■ ENTRIES SUPPLIED:
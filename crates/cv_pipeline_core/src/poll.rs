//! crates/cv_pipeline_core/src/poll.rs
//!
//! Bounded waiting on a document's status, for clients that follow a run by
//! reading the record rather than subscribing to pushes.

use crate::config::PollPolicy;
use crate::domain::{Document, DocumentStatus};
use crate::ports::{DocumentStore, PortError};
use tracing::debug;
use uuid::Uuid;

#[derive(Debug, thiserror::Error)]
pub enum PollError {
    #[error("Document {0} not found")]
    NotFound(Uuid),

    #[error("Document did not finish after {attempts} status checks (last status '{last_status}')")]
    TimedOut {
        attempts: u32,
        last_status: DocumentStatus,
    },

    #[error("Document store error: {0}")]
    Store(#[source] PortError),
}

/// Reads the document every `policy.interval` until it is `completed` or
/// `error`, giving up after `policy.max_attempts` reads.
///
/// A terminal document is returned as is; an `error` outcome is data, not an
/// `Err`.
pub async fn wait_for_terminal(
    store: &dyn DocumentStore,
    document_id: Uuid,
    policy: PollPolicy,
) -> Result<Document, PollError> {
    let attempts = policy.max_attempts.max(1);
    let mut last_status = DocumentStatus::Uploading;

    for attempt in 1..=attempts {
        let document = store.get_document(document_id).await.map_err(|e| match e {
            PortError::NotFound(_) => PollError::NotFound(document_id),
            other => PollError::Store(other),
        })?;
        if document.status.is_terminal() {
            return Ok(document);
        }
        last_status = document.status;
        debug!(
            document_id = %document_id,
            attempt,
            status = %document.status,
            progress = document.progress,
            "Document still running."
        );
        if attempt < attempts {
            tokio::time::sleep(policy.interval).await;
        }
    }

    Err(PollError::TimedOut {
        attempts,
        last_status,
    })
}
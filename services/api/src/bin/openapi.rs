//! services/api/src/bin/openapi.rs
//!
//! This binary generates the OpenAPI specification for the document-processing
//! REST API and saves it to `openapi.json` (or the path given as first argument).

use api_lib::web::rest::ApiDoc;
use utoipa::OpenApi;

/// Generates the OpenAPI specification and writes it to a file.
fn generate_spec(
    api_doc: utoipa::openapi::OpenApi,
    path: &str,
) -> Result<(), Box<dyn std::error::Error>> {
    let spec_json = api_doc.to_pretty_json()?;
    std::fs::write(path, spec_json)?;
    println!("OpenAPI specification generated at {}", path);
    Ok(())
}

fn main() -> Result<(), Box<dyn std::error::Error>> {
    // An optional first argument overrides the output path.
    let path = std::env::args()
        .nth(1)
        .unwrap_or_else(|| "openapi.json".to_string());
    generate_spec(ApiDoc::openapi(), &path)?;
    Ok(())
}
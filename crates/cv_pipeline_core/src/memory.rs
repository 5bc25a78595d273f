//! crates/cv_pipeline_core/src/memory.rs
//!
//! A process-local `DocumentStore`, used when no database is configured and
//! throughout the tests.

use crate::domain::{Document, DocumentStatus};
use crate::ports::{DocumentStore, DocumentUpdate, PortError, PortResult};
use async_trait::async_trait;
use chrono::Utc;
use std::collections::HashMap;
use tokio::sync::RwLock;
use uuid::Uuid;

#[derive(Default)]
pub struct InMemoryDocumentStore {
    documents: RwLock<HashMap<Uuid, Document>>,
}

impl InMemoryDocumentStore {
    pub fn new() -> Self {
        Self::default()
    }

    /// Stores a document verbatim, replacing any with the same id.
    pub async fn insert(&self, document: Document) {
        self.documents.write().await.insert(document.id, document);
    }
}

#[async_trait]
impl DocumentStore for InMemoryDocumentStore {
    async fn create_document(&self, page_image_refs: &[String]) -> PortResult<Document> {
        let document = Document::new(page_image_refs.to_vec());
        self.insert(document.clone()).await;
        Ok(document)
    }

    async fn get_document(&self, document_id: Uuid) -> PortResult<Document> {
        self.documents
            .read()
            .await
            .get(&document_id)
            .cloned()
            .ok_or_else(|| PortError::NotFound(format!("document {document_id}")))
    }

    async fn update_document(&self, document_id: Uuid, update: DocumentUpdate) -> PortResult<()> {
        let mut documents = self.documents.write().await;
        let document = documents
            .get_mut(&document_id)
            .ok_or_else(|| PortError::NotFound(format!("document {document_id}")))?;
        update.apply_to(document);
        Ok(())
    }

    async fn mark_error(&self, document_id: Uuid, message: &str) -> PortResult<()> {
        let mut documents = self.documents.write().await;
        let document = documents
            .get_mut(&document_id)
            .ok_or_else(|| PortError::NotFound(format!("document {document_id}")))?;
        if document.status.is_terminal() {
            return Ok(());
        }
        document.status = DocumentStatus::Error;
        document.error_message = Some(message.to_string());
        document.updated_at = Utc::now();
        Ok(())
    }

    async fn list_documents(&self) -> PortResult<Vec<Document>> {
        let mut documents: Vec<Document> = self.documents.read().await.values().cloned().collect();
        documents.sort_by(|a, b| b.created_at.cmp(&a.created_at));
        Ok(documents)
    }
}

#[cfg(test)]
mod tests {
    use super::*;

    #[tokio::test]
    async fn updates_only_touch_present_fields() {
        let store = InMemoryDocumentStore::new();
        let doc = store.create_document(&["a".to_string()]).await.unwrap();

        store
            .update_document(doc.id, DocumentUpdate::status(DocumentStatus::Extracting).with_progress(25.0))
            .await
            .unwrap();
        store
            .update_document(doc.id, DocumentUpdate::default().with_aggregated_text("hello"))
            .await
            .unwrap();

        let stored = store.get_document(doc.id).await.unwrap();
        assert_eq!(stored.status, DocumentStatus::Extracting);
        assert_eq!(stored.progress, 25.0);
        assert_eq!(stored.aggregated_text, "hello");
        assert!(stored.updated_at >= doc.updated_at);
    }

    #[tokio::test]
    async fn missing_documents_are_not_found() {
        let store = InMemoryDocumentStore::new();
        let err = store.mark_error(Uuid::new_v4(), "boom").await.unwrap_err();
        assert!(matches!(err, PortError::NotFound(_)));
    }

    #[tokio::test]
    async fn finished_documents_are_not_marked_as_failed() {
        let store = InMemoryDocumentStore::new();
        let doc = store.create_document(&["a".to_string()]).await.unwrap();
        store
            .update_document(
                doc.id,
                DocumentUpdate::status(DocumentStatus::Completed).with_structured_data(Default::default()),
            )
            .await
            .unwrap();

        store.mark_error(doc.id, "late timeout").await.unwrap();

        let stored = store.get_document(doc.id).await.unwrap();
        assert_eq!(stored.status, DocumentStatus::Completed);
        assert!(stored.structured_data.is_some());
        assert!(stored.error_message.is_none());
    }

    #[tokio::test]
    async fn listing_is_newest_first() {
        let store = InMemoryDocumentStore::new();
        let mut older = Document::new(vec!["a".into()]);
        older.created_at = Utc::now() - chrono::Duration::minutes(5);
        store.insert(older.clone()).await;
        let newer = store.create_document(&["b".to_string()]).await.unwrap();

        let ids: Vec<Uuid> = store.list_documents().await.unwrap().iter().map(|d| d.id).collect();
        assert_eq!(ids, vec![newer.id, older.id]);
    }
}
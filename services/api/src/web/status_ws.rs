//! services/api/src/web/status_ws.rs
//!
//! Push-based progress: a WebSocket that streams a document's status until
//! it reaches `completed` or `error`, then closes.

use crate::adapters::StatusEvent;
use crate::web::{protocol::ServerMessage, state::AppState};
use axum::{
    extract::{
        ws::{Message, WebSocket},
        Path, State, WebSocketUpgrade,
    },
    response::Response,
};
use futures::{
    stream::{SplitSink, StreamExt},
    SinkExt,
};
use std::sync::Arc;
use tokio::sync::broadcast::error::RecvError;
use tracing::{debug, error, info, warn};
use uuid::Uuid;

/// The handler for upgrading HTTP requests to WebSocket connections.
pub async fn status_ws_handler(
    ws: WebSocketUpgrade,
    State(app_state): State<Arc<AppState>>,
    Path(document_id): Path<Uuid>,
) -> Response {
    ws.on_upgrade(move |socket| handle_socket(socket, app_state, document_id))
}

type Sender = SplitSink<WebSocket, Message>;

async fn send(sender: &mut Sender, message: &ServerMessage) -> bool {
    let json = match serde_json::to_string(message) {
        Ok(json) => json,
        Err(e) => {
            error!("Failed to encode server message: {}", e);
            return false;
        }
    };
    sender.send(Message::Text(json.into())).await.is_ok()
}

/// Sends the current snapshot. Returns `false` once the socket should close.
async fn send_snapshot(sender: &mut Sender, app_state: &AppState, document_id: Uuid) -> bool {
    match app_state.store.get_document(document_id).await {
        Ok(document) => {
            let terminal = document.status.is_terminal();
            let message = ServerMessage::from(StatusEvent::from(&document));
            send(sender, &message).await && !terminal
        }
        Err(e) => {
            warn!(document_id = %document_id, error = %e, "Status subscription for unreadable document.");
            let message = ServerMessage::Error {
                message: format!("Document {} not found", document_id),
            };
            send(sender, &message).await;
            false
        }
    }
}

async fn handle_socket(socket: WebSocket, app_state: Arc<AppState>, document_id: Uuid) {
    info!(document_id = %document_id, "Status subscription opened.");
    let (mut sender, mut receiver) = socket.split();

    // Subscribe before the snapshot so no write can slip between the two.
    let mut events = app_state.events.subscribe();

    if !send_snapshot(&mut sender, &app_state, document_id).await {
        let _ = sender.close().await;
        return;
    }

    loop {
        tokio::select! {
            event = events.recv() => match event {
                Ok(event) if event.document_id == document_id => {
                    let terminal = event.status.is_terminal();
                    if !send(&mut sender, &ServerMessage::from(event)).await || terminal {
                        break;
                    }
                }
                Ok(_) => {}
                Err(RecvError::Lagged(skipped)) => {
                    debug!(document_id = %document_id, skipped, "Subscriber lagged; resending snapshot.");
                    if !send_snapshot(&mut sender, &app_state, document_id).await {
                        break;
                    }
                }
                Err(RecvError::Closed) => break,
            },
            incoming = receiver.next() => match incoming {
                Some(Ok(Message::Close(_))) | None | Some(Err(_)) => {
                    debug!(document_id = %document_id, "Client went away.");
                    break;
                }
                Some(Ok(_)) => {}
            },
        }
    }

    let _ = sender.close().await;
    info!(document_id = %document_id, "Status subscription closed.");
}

■ EXERCISE DESCRIPTION: What you return should be exactly the lines above, starting at the one with "document.error_message = Some(message.to_string());" and ending at the one with "async fn list_documents(&self)", and nothing else.

■ EXERCISE RESPONSE:
        document.error_message = Some(message.to_string());
        document.updated_at = Utc::now();
        Ok(())
    }

    async fn list_documents(&self) -> PortResult<Vec<Document>> {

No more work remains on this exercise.